## [THE PROBLEM]
With the first line as the start and the line containing "arbitrary key lookup." as the end, write out every line of the records exactly.

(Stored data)
>>>

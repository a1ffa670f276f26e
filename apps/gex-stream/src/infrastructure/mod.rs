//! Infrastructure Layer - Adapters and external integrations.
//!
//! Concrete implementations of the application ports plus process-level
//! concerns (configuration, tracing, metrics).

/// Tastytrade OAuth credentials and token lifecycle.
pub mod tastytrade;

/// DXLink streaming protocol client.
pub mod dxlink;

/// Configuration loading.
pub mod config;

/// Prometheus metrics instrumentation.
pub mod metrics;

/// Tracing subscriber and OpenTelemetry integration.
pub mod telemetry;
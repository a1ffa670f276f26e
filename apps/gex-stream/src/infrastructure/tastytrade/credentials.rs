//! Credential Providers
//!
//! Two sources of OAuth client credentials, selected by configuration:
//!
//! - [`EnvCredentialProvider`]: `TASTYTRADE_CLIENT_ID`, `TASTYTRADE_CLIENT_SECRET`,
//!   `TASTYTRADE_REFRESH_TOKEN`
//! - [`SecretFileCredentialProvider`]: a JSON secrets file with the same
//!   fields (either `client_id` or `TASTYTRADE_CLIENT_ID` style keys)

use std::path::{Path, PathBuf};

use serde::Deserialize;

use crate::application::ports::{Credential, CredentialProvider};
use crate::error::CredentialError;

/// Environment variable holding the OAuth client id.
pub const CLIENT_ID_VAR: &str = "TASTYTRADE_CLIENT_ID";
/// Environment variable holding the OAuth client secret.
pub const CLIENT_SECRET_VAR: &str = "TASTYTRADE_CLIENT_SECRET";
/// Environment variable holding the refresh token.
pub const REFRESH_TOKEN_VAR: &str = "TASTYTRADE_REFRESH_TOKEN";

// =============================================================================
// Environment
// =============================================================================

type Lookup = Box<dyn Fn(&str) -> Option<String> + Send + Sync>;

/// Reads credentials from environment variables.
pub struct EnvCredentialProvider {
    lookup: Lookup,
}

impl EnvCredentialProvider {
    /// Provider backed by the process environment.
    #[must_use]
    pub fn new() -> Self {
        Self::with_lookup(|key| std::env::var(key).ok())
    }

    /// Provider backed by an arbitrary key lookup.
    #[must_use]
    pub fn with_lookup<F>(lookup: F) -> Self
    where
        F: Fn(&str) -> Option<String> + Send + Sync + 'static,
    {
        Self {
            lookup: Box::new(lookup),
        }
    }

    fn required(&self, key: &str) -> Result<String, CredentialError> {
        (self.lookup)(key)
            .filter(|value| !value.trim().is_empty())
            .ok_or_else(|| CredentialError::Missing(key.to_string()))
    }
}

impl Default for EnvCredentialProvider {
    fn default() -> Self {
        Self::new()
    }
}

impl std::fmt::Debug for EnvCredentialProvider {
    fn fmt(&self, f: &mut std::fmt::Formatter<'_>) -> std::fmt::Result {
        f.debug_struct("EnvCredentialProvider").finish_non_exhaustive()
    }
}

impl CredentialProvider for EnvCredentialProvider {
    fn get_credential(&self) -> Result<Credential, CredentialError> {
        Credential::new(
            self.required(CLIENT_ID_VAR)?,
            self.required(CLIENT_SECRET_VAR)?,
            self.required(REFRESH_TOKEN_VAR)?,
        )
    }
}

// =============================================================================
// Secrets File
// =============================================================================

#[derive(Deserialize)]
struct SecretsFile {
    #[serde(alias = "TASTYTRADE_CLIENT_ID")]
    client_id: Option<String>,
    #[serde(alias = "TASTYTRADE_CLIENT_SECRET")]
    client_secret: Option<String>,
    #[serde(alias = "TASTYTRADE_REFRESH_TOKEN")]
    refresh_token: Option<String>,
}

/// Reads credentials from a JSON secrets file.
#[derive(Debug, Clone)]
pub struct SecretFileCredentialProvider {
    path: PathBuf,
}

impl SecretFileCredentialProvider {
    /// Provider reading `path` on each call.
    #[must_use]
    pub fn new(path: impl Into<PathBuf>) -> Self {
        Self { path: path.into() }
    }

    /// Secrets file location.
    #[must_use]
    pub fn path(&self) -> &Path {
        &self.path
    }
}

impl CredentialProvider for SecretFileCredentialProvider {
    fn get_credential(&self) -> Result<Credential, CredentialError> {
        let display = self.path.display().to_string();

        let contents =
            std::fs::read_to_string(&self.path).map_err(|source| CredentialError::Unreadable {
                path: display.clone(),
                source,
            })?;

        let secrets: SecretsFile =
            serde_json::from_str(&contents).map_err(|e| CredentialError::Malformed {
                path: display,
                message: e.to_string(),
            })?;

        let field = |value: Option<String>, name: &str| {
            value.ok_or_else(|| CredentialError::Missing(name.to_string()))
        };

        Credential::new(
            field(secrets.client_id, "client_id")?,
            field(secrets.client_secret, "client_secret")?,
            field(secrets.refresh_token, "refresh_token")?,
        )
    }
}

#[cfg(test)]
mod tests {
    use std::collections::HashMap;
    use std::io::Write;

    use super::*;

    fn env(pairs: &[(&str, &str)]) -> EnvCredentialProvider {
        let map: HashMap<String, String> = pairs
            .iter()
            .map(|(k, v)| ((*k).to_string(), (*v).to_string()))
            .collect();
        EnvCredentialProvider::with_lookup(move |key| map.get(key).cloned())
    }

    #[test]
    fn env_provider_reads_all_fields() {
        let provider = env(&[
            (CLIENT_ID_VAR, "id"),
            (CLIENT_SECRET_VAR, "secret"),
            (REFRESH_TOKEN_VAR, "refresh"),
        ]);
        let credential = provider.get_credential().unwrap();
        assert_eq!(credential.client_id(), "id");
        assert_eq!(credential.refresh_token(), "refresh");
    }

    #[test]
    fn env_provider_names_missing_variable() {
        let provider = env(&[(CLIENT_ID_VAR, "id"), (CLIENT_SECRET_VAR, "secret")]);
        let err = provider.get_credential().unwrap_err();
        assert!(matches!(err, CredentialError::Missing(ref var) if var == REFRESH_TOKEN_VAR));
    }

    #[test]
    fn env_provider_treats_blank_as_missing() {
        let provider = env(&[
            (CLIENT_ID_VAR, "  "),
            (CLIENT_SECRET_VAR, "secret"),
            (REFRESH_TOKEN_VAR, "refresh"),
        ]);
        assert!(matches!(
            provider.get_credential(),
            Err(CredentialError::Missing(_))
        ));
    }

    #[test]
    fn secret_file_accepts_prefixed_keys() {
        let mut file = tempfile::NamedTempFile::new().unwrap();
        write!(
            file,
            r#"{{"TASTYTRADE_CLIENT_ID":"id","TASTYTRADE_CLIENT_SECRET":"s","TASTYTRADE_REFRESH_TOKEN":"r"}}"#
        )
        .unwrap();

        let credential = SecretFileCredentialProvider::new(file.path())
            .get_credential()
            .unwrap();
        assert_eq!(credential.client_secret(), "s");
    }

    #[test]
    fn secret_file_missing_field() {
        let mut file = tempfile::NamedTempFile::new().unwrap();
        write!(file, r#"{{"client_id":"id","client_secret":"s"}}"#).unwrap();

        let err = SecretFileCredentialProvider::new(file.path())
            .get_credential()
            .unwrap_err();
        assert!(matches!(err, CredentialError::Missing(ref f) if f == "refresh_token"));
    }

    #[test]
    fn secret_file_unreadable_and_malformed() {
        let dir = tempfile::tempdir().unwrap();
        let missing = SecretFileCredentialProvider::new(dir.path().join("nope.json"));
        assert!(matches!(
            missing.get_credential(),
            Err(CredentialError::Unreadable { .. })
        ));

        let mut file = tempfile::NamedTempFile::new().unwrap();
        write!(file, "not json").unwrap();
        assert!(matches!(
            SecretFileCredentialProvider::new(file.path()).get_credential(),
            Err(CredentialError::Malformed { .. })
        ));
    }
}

<<<

## [SOLUTION]
repository a1ffa670f276f26e
filename apps/gex-stream/src/infrastructure/mod.rs
//! Infrastructure Layer - Adapters and external integrations.
//!
//! Concrete implementations of the application ports plus process-level
//! concerns (configuration, tracing, metrics).

/// Tastytrade OAuth credentials and token lifecycle.
pub mod tastytrade;

/// DXLink streaming protocol client.
pub mod dxlink;

/// Configuration loading.
pub mod config;

/// Prometheus metrics instrumentation.
pub mod metrics;

/// Tracing subscriber and OpenTelemetry integration.
pub mod telemetry;
repository a1ffa670f276f26e
filename apps/gex-stream/src/infrastructure/tastytrade/credentials.rs
//! Credential Providers
//!
//! Two sources of OAuth client credentials, selected by configuration:
//!
//! - [`EnvCredentialProvider`]: `TASTYTRADE_CLIENT_ID`, `TASTYTRADE_CLIENT_SECRET`,
//!   `TASTYTRADE_REFRESH_TOKEN`
//! - [`SecretFileCredentialProvider`]: a JSON secrets file with the same
//!   fields (either `client_id` or `TASTYTRADE_CLIENT_ID` style keys)

use std::path::{Path, PathBuf};

use serde::Deserialize;

use crate::application::ports::{Credential, CredentialProvider};
use crate::error::CredentialError;

/// Environment variable holding the OAuth client id.
pub const CLIENT_ID_VAR: &str = "TASTYTRADE_CLIENT_ID";
/// Environment variable holding the OAuth client secret.
pub const CLIENT_SECRET_VAR: &str = "TASTYTRADE_CLIENT_SECRET";
/// Environment variable holding the refresh token.
pub const REFRESH_TOKEN_VAR: &str = "TASTYTRADE_REFRESH_TOKEN";

// =============================================================================
// Environment
// =============================================================================

type Lookup = Box<dyn Fn(&str) -> Option<String> + Send + Sync>;

/// Reads credentials from environment variables.
pub struct EnvCredentialProvider {
    lookup: Lookup,
}

impl EnvCredentialProvider {
    /// Provider backed by the process environment.
    #[must_use]
    pub fn new() -> Self {
        Self::with_lookup(|key| std::env::var(key).ok())
    }

    /// Provider backed by an arbitrary key lookup.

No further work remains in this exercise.